#### Input material ####
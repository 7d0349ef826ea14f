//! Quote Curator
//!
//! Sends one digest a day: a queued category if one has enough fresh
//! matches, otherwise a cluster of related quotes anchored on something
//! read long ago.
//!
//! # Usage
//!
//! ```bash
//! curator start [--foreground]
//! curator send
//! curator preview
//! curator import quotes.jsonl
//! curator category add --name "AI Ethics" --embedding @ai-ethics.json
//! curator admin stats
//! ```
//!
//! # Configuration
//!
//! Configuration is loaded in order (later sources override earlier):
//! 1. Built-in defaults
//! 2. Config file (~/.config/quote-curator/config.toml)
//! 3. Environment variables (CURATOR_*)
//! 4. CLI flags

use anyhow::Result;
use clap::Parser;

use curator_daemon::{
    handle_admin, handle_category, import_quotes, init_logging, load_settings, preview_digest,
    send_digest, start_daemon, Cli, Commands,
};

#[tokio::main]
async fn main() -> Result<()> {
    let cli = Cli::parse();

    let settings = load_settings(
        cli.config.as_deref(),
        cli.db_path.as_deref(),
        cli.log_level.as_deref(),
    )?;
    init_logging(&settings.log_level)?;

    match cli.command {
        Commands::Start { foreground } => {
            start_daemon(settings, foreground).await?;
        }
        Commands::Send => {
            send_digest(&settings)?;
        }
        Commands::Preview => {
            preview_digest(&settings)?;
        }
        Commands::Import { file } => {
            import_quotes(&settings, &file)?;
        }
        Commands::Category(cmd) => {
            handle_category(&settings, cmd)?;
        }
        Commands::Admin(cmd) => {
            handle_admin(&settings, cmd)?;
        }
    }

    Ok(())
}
####
#### Input material ####
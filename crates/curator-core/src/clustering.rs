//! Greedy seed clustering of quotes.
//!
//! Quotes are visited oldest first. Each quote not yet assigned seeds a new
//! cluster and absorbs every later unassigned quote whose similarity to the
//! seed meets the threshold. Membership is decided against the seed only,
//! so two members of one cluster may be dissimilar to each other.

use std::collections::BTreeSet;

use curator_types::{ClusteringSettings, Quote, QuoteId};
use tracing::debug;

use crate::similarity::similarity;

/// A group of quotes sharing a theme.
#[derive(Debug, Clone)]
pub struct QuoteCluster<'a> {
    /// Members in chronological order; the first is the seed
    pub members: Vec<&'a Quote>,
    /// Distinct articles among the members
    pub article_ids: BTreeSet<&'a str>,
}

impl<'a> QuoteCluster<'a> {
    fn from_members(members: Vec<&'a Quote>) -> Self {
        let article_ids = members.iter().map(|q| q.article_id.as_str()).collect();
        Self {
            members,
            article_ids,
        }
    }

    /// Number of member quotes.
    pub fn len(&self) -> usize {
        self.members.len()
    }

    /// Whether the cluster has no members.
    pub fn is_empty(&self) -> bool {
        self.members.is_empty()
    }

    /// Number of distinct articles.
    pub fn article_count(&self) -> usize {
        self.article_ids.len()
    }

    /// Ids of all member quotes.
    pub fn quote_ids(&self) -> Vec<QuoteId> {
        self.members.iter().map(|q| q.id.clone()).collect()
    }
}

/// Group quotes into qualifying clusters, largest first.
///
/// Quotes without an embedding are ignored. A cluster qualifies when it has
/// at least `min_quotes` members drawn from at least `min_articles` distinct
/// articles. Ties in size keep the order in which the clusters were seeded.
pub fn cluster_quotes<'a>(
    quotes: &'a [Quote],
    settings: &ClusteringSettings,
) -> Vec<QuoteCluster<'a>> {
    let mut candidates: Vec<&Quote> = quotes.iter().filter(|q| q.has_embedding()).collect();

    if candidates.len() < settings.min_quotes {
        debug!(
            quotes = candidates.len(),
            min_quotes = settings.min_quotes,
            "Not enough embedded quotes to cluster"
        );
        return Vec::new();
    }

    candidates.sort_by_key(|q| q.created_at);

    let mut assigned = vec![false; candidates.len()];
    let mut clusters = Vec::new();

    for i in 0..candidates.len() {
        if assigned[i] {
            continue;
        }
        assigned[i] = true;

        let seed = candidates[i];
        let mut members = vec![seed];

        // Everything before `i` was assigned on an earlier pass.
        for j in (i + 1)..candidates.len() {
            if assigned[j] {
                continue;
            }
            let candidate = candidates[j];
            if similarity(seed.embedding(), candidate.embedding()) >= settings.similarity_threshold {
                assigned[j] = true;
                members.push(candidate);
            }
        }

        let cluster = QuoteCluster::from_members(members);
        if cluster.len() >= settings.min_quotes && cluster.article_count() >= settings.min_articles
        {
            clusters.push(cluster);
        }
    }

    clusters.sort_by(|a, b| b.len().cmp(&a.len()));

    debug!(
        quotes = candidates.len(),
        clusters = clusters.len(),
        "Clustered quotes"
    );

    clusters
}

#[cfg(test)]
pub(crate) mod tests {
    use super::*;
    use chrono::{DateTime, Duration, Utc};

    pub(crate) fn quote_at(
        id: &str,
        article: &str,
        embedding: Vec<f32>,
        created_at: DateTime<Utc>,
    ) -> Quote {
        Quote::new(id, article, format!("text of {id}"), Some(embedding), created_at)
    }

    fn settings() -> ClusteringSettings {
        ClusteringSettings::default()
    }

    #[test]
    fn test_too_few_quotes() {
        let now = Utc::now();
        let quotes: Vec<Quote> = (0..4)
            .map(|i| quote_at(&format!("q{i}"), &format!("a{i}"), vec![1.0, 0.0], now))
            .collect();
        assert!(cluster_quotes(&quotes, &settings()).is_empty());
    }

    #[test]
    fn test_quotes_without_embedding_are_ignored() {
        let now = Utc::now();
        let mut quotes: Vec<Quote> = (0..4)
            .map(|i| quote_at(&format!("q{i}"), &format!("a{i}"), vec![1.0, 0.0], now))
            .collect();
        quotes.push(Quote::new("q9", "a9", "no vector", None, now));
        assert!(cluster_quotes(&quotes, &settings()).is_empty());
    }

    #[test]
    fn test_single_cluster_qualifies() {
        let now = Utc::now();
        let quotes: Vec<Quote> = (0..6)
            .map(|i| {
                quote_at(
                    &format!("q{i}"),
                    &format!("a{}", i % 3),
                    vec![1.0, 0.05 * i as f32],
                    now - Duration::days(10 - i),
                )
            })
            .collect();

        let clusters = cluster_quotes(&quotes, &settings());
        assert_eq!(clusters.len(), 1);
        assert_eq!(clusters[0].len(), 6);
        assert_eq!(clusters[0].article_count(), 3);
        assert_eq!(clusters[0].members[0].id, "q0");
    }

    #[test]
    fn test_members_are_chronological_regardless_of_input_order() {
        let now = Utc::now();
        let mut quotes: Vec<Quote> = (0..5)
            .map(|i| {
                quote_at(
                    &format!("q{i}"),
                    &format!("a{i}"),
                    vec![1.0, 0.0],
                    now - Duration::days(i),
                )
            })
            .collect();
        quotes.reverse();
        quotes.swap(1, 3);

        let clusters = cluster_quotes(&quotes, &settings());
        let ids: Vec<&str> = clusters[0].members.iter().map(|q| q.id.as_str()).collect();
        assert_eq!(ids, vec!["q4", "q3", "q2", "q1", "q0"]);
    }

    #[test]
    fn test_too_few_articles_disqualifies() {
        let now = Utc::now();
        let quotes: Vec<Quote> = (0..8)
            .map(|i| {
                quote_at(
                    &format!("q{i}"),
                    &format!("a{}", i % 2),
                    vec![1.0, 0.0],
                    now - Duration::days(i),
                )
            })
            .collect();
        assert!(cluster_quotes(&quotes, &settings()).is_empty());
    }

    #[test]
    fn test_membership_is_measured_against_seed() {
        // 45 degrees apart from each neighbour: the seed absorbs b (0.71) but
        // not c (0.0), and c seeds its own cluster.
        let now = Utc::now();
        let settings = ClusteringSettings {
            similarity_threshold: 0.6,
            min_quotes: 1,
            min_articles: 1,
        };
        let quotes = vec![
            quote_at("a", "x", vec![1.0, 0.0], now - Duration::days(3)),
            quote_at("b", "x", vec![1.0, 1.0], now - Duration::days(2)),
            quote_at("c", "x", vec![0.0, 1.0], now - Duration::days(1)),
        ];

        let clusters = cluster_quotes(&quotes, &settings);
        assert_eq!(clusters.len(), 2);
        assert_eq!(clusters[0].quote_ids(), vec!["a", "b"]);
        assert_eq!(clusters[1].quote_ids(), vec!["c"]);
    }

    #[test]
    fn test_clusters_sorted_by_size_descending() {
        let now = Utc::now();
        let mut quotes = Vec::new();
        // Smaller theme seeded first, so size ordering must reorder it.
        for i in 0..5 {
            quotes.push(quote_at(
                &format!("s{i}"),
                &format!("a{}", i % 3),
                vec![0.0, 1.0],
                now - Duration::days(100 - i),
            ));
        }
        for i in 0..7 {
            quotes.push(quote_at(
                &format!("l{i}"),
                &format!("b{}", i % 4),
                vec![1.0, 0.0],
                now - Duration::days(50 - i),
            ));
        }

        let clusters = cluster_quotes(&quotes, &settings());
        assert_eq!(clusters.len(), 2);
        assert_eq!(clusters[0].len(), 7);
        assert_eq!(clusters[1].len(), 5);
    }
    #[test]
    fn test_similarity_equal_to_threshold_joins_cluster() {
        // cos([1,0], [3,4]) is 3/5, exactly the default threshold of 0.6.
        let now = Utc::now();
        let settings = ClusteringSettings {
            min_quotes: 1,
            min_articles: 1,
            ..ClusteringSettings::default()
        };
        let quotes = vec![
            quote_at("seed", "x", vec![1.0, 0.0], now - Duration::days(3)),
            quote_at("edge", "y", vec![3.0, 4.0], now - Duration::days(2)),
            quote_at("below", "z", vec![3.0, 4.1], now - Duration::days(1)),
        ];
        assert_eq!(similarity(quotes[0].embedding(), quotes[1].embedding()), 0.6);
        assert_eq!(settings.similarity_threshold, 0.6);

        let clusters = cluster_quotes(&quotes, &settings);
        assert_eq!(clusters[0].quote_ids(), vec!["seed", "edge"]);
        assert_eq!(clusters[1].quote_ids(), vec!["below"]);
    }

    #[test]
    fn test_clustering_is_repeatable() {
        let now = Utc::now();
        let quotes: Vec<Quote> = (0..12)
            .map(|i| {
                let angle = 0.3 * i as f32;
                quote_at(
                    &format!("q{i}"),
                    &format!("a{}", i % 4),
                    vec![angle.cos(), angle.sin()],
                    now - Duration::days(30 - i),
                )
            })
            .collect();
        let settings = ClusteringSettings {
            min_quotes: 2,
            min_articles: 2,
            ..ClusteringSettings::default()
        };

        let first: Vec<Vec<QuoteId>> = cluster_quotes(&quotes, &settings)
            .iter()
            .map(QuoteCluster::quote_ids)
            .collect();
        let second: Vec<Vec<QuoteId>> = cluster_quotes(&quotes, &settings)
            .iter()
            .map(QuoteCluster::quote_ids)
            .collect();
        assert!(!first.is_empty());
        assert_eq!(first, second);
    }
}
####
> _What is being asked_
The word "DateTime" appears in some of the lines above. Copy those lines.

> _Answer to the exercise_
    use chrono::{DateTime, Duration, Utc};
        created_at: DateTime<Utc>,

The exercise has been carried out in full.